Postby Brad from Georgia » Wed Jul 05, 2006 1:01 pm

So I was in a used-book store, and there was a copy of Keefe Brasselle's novel The CanniBalS for fifty cents. I'd heard that Brasselle had portrayed Jack in the book, so I bought it out of curiosity.

It's just about unreadable. The narrator, Joey Bertell, is a TV actor/writer/director/producer whose wonderful new series, "Sandstorm" (grabber of a title, eh?) has just been bumped from the schedule of a thinly-disguised CBS. Bertell discoveres that the reason is that "Jackie Benson" has exerted pressure on the chairman of the network to keep a show his own production company makes, "Chessgame," on the air instead.

So here's the narrator on Jackie Benson: He calls him a washed-up has-been, a senile comedian who doesn't have the sense to lie down and die, someone who's further out of it than Joe Miller's Jokebook (Oh, mama, that's biting wit), and a few four-letter words as well. He wishes Benson were present so that he could shove his "imaginary Stutz Bearcat" up his "keister." :roll: Everyone around Joey agrees that Jackie is "the worst thing on the air," but he's an old friend of the chairman and saved the network when he switched his show over to them years earlier. And so on.

The venom is witless and flat-footed, and I doubt if it would have disturbed anyone much, though of course it's obvious that "Jackie Benson" is Jack Benny. Jack's company, J&M Productions, was indeed the one behind a show called "Checkmate" (see, "Chessgame" is a clever play on that title, who woulda thunk, right?), but whether any of the plot is rooted in anything more than the unfertile soil of the author's imagination--whether in reality Brasselle had some show he wanted to put on instead of that one--I don't know.

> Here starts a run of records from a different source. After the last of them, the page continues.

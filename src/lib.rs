pub mod app_state;
pub mod config;
pub mod errors;
pub mod http;
pub mod infra;
pub mod model;
pub mod repository;
pub mod service;
pub mod telemetry;
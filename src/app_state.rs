/// Application state

use crate::config::ServiceConfig;
use crate::infra::sqlite::Storage;

#[derive(Clone)]
pub struct AppState {
    pub service_config: ServiceConfig,
    pub storage: Storage,
}

impl AppState {
    pub fn new(service_config: ServiceConfig, storage: Storage) -> Self {
        Self {
            service_config,
            storage,
        }
    }
}
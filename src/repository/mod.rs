// Repository layer for database operations
// Generic mapping from `Entity` descriptors to parameterized SQL

use std::marker::PhantomData;

use sqlx::query::Query;
use sqlx::sqlite::{SqliteArguments, SqlitePool};
use sqlx::Sqlite;
use thiserror::Error;

use crate::infra::sqlite::Storage;
use crate::model::{Entity, SqlValue};

/// Exact-match criteria: (column, value) pairs ANDed together. Column
/// names are `'static` on purpose: they must come from code, never from
/// request input. Request input only ever reaches the value slots.
pub type Criteria<'a> = &'a [(&'static str, SqlValue)];

#[derive(Debug, Error)]
pub enum StoreError {
    #[error("invalid mapping for table '{table}': {reason}")]
    Configuration {
        table: &'static str,
        reason: String,
    },
    #[error("unknown column '{column}' for table '{table}'")]
    UnknownColumn {
        column: &'static str,
        table: &'static str,
    },
    #[error(transparent)]
    Database(#[from] sqlx::Error),
    #[error("failed to load schema script: {0}")]
    Schema(#[from] std::io::Error),
}

/// Translates typed record operations into SQL against the shared pool.
///
/// Construction validates the entity's descriptor, so a repository that
/// exists can only ever interpolate identifiers that passed validation;
/// every runtime value is bound positionally.
pub struct Repository<T: Entity> {
    pool: SqlitePool,
    _entity: PhantomData<T>,
}

impl<T: Entity> Repository<T> {
    pub fn new(storage: &Storage) -> Result<Self, StoreError> {
        let expected = snake_case(type_basename::<T>());
        if T::TABLE != expected {
            return Err(StoreError::Configuration {
                table: T::TABLE,
                reason: format!("table name must be '{expected}', the snake_case type name"),
            });
        }
        if T::COLUMNS.is_empty() {
            return Err(StoreError::Configuration {
                table: T::TABLE,
                reason: "column list is empty".to_string(),
            });
        }
        for (position, column) in T::COLUMNS.iter().enumerate() {
            if !is_snake_identifier(column) {
                return Err(StoreError::Configuration {
                    table: T::TABLE,
                    reason: format!("column '{column}' is not a snake_case identifier"),
                });
            }
            if T::COLUMNS[..position].contains(column) {
                return Err(StoreError::Configuration {
                    table: T::TABLE,
                    reason: format!("column '{column}' is listed twice"),
                });
            }
        }
        Ok(Self {
            pool: storage.pool().clone(),
            _entity: PhantomData,
        })
    }

    /// Fetch every record matching all criteria; empty criteria fetch the
    /// whole table. Returns an empty vec when nothing matches.
    pub async fn select(&self, criteria: Criteria<'_>) -> Result<Vec<T>, StoreError> {
        Self::check_criteria(criteria)?;
        let sql = Self::select_sql(criteria);
        let mut query = sqlx::query(&sql);
        for (_, value) in criteria {
            query = bind_value(query, value.clone());
        }
        let rows = query.fetch_all(&self.pool).await?;
        rows.iter()
            .map(T::from_row)
            .collect::<Result<Vec<_>, _>>()
            .map_err(StoreError::from)
    }

    /// Insert one record; true when exactly one row was written.
    pub async fn insert(&self, record: &T) -> Result<bool, StoreError> {
        let values = Self::record_values(record)?;
        let sql = Self::insert_sql();
        let mut query = sqlx::query(&sql);
        for value in values {
            query = bind_value(query, value);
        }
        let result = query.execute(&self.pool).await?;
        Ok(result.rows_affected() == 1)
    }

    /// Remove every record matching all criteria; returns the row count.
    pub async fn delete(&self, criteria: Criteria<'_>) -> Result<u64, StoreError> {
        Self::check_criteria(criteria)?;
        let sql = Self::delete_sql(criteria);
        let mut query = sqlx::query(&sql);
        for (_, value) in criteria {
            query = bind_value(query, value.clone());
        }
        let result = query.execute(&self.pool).await?;
        Ok(result.rows_affected())
    }

    /// Delete-then-insert inside one SQL transaction: the update
    /// primitive. The record lands whether or not a previous row matched
    /// the criteria.
    pub async fn replace(&self, criteria: Criteria<'_>, record: &T) -> Result<bool, StoreError> {
        Self::check_criteria(criteria)?;
        let values = Self::record_values(record)?;

        let mut tx = self.pool.begin().await?;

        let delete_sql = Self::delete_sql(criteria);
        let mut query = sqlx::query(&delete_sql);
        for (_, value) in criteria {
            query = bind_value(query, value.clone());
        }
        query.execute(&mut tx).await?;

        let insert_sql = Self::insert_sql();
        let mut query = sqlx::query(&insert_sql);
        for value in values {
            query = bind_value(query, value);
        }
        let result = query.execute(&mut tx).await?;

        tx.commit().await?;
        Ok(result.rows_affected() == 1)
    }

    fn check_criteria(criteria: Criteria<'_>) -> Result<(), StoreError> {
        for (column, _) in criteria {
            if !T::COLUMNS.contains(column) {
                return Err(StoreError::UnknownColumn {
                    column: *column,
                    table: T::TABLE,
                });
            }
        }
        Ok(())
    }

    fn record_values(record: &T) -> Result<Vec<SqlValue>, StoreError> {
        let values = record.values();
        if values.len() != T::COLUMNS.len() {
            return Err(StoreError::Configuration {
                table: T::TABLE,
                reason: format!(
                    "expected {} values, got {}",
                    T::COLUMNS.len(),
                    values.len()
                ),
            });
        }
        Ok(values)
    }

    fn select_sql(criteria: Criteria<'_>) -> String {
        let columns = T::COLUMNS
            .iter()
            .map(|column| format!("\"{column}\""))
            .collect::<Vec<_>>()
            .join(", ");
        let mut sql = format!("SELECT {columns} FROM \"{}\"", T::TABLE);
        push_where(&mut sql, criteria);
        sql
    }

    fn insert_sql() -> String {
        let columns = T::COLUMNS
            .iter()
            .map(|column| format!("\"{column}\""))
            .collect::<Vec<_>>()
            .join(", ");
        let placeholders = vec!["?"; T::COLUMNS.len()].join(", ");
        format!(
            "INSERT INTO \"{}\" ({columns}) VALUES ({placeholders})",
            T::TABLE
        )
    }

    fn delete_sql(criteria: Criteria<'_>) -> String {
        let mut sql = format!("DELETE FROM \"{}\"", T::TABLE);
        push_where(&mut sql, criteria);
        sql
    }
}

fn push_where(sql: &mut String, criteria: Criteria<'_>) {
    if criteria.is_empty() {
        return;
    }
    let clause = criteria
        .iter()
        .map(|(column, _)| format!("\"{column}\" = ?"))
        .collect::<Vec<_>>()
        .join(" AND ");
    sql.push_str(" WHERE ");
    sql.push_str(&clause);
}

fn bind_value<'q>(
    query: Query<'q, Sqlite, SqliteArguments<'q>>,
    value: SqlValue,
) -> Query<'q, Sqlite, SqliteArguments<'q>> {
    match value {
        SqlValue::Text(text) => query.bind(text),
        SqlValue::Integer(number) => query.bind(number),
        SqlValue::Real(number) => query.bind(number),
        SqlValue::Null => query.bind(Option::<String>::None),
    }
}

fn type_basename<T>() -> &'static str {
    std::any::type_name::<T>()
        .rsplit("::")
        .next()
        .unwrap_or_default()
}

/// CamelCase to snake_case, the naming rule tables follow.
fn snake_case(name: &str) -> String {
    let mut out = String::with_capacity(name.len() + 4);
    for (position, ch) in name.chars().enumerate() {
        if ch.is_ascii_uppercase() {
            if position > 0 {
                out.push('_');
            }
            out.push(ch.to_ascii_lowercase());
        } else {
            out.push(ch);
        }
    }
    out
}

fn is_snake_identifier(name: &str) -> bool {
    let mut chars = name.chars();
    matches!(chars.next(), Some('a'..='z' | '_'))
        && chars.all(|ch| matches!(ch, 'a'..='z' | '0'..='9' | '_'))
}
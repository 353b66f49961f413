use uuid::Uuid;

use super::{users, ServiceError};
use crate::infra::sqlite::Storage;
use crate::model::{Advice, SqlValue};
use crate::repository::Repository;

pub async fn get_advice(storage: &Storage, user_id: Uuid) -> Result<Vec<Advice>, ServiceError> {
    users::ensure_exists(storage, user_id).await?;
    let repo = Repository::<Advice>::new(storage)?;
    Ok(repo
        .select(&[("user_id", SqlValue::from(user_id))])
        .await?)
}

pub async fn create_advice(storage: &Storage, advice: Advice) -> Result<Advice, ServiceError> {
    users::ensure_exists(storage, advice.user_id).await?;
    let repo = Repository::<Advice>::new(storage)?;
    repo.insert(&advice).await?;
    Ok(advice)
}

pub async fn update_advice(storage: &Storage, advice: Advice) -> Result<Advice, ServiceError> {
    users::ensure_exists(storage, advice.user_id).await?;
    let repo = Repository::<Advice>::new(storage)?;
    repo.replace(
        &[
            ("id", SqlValue::from(advice.id)),
            ("user_id", SqlValue::from(advice.user_id)),
        ],
        &advice,
    )
    .await?;
    Ok(advice)
}
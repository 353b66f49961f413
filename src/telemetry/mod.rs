/// Telemetry module
///
/// Initializes tracing/logging with structured output

use crate::config::TelemetryConfig;
use tracing_subscriber::{fmt, layer::SubscriberExt, util::SubscriberInitExt, EnvFilter};

pub fn init_telemetry(config: &TelemetryConfig) {
    let env_filter =
        EnvFilter::try_from_default_env().unwrap_or_else(|_| EnvFilter::new(&config.log_level));

    let registry = tracing_subscriber::registry().with(env_filter);

    if config.log_format == "json" {
        registry
            .with(fmt::layer().json().flatten_event(true))
            .init();
    } else {
        registry.with(fmt::layer().compact()).init();
    }
}
/// HTTP server module

pub mod middleware;
pub mod routes;

use actix_cors::Cors;
use actix_web::{web, App, HttpServer};
use std::io;

use crate::app_state::AppState;
use crate::config::Config;
use middleware::request_log::RequestLog;

pub async fn start_server(config: Config, app_state: AppState) -> io::Result<()> {
    let bind_addr = format!("{}:{}", config.server.host, config.server.port);

    tracing::info!(
        service_name = %config.service.name,
        service_version = %config.service.version,
        bind_addr = %bind_addr,
        log_level = %config.telemetry.log_level,
        log_format = %config.telemetry.log_format,
        "Starting HTTP server"
    );

    let app_state = web::Data::new(app_state);
    let cors_origins = config.server.cors_allow_origins.clone();
    let body_limit = config.server.request_body_limit_bytes;
    let request_id_header = config.telemetry.request_id_header.clone();

    HttpServer::new(move || {
        let mut cors = Cors::default().allow_any_method().allow_any_header();
        for origin in &cors_origins {
            if origin == "*" {
                cors = cors.allow_any_origin();
                break;
            }
            cors = cors.allowed_origin(origin);
        }

        App::new()
            .app_data(app_state.clone())
            .app_data(web::PayloadConfig::new(body_limit))
            .wrap(cors)
            .wrap(RequestLog::new(request_id_header.clone()))
            .configure(routes::configure)
    })
    .bind(&bind_addr)?
    .run()
    .await
}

To give you a sense of the quality of the prose, if quality is the word I want, in the first two chapters you meet the following gentlemen: Jackie Benson, Joe Ballantine, Joey Bertell, Jonathan J. Bingham, and Bill Blackman. Do you see anything wrong with these names? Even the merest tyro of a writer is aware that one should not stamp out names on a production line and that it is permissible to use more than three initials to begin the names of one's characters.

The tone is unpleasant, egocentric, and tiresome, and the style is turgid, though I think Brasselle was trying for titillating (did you know that flying on a jet is equivalent to drug use? No? Joey says that a plane flight

...lulled me into a narcotic sleep like a combination of LSD, "pot," and a few sniffs of "Charlie."


Yes, even the archly precious little quotation marks are Brasselle's. According to the back cover of the paperback, this is the novel that had "all Hollywood walking in fear!"

I guess they were afraid someone was going to make them read it. Me, I gave up somewhere toward the end of Chapter 3. It's the dullest roman a clef I've run across. This is the book of which they said, "I couldn't pick it up!"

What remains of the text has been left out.